**Task prompt**
Among the records below, which lines contain the string "under"? Report them.
--*--
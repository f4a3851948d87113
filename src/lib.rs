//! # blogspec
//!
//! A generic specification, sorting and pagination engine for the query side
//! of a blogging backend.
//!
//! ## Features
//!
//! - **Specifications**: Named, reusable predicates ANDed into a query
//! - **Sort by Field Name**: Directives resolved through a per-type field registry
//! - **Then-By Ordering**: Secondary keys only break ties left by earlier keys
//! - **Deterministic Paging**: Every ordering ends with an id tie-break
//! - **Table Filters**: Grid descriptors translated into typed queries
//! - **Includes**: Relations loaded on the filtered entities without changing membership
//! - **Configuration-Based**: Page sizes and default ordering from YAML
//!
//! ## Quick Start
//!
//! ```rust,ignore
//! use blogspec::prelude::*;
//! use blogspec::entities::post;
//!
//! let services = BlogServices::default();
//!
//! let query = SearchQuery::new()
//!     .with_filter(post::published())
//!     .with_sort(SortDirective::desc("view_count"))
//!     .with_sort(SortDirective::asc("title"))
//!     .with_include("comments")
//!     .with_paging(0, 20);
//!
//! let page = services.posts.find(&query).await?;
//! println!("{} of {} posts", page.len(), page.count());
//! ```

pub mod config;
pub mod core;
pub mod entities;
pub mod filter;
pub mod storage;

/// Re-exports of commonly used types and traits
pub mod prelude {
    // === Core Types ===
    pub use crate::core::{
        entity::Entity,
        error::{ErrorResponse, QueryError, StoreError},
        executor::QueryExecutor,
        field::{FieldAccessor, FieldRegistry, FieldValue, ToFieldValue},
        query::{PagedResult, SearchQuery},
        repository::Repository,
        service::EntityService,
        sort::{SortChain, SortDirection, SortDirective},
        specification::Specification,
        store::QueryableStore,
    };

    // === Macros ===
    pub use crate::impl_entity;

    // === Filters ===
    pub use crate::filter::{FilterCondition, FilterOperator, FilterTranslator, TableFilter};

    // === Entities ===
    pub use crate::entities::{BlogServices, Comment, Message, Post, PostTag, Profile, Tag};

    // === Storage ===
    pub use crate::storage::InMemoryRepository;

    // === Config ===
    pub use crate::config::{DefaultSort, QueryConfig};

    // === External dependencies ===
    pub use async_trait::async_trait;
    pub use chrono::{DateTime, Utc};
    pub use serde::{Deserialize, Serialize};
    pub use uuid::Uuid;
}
--*--
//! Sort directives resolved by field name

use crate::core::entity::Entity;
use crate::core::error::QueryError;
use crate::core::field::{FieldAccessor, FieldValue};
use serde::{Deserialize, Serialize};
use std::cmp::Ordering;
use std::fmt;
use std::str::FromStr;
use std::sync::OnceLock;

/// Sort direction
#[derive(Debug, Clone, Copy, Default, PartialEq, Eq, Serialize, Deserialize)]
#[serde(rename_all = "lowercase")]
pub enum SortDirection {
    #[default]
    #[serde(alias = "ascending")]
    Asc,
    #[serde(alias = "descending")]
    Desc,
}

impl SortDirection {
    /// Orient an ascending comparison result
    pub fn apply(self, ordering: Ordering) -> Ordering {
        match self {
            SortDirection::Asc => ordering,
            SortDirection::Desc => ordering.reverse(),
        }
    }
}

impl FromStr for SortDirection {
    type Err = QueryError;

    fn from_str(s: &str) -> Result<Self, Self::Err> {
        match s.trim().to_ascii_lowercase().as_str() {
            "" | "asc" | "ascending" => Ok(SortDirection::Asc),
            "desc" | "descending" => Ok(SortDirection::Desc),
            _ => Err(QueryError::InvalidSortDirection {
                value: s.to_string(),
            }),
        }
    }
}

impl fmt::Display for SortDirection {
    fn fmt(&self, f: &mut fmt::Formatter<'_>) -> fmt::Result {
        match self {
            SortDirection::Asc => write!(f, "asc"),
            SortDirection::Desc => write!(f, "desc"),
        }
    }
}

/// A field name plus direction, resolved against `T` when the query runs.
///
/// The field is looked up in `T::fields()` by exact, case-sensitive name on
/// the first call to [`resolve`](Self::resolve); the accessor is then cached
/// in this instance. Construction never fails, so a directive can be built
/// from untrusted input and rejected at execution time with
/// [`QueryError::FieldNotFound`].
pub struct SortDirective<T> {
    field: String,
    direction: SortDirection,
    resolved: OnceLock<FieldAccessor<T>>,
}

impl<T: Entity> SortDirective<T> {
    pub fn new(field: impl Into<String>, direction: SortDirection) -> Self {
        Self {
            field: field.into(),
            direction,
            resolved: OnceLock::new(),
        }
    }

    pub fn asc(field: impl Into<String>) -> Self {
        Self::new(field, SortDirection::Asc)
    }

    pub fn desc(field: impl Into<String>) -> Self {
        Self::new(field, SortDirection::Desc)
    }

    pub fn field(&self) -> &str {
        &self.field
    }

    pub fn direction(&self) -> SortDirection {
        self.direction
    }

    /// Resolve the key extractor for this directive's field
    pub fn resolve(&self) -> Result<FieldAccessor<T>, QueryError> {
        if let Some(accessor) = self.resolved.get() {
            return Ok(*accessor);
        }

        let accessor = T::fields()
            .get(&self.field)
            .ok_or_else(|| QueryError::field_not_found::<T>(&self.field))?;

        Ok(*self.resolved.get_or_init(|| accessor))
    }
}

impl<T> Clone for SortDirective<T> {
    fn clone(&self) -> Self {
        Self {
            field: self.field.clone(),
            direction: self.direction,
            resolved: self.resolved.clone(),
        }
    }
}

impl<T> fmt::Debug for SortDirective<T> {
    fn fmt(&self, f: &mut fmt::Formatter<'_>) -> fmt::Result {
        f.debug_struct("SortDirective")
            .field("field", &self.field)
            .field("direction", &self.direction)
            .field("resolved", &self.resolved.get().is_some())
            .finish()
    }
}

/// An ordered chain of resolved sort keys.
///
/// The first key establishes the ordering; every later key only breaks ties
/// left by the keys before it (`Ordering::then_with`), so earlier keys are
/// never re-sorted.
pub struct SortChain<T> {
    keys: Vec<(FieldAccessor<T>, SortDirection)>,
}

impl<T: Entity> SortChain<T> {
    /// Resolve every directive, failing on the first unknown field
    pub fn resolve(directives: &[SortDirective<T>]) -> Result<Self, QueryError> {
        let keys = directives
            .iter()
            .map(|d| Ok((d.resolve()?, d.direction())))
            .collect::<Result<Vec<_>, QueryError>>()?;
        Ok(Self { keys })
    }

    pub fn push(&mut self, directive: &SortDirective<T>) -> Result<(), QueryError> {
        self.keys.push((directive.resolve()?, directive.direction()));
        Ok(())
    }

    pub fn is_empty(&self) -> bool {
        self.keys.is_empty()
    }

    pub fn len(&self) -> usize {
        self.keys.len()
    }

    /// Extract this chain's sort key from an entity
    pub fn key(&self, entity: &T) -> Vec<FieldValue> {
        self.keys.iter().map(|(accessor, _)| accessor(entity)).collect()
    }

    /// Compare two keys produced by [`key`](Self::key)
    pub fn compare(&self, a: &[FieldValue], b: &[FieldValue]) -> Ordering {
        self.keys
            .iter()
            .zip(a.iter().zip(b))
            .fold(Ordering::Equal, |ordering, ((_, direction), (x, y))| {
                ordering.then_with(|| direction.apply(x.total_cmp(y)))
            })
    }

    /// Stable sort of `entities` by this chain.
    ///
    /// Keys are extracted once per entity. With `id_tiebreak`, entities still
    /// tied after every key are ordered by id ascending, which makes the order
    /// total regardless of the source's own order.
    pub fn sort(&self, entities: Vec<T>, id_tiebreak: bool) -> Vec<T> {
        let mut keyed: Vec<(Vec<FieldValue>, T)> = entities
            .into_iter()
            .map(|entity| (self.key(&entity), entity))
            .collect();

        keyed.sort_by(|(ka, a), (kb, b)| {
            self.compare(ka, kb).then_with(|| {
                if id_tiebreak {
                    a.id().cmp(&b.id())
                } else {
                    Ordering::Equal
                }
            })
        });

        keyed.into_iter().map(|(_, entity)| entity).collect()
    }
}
--*--
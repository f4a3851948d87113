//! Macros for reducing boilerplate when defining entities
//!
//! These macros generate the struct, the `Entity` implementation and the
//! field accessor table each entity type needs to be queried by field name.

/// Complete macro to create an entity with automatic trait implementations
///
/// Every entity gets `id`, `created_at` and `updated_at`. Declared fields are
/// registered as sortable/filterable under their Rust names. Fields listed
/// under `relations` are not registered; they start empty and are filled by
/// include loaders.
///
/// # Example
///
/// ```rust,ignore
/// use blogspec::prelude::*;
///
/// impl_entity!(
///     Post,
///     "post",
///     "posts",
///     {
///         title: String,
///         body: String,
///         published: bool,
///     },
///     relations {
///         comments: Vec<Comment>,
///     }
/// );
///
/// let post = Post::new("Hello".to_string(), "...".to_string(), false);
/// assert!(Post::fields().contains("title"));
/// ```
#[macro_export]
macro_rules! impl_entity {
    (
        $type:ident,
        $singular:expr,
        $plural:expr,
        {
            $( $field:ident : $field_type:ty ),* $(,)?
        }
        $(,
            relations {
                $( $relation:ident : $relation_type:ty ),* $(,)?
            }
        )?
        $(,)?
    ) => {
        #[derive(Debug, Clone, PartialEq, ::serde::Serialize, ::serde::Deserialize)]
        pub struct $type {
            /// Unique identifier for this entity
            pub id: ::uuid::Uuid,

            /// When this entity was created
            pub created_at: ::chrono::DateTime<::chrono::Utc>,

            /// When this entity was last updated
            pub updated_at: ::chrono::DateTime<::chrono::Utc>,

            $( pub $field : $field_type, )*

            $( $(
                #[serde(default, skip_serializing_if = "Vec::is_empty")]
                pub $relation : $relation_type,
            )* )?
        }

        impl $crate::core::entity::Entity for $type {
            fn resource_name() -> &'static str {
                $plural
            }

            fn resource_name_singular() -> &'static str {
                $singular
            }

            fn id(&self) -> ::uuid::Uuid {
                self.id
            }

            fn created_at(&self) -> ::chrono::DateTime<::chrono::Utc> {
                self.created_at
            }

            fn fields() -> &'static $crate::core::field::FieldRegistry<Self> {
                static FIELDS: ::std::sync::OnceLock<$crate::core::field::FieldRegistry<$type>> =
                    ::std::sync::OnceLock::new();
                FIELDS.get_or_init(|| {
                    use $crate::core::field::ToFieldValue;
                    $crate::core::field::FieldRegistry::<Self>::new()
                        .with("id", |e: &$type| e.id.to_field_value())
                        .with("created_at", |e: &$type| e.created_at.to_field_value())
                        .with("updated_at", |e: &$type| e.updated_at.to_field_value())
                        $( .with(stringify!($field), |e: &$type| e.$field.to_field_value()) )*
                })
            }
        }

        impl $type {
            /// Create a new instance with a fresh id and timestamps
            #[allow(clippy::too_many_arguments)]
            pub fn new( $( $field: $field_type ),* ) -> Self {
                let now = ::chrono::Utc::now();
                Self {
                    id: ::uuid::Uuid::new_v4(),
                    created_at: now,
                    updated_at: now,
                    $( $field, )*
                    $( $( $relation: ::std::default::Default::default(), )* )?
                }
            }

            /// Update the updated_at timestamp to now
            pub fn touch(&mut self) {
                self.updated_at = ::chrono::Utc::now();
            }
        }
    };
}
--*--
**Reply to the task**
/// registered as sortable/filterable under their Rust names. Fields listed
/// under `relations` are not registered; they start empty and are filled by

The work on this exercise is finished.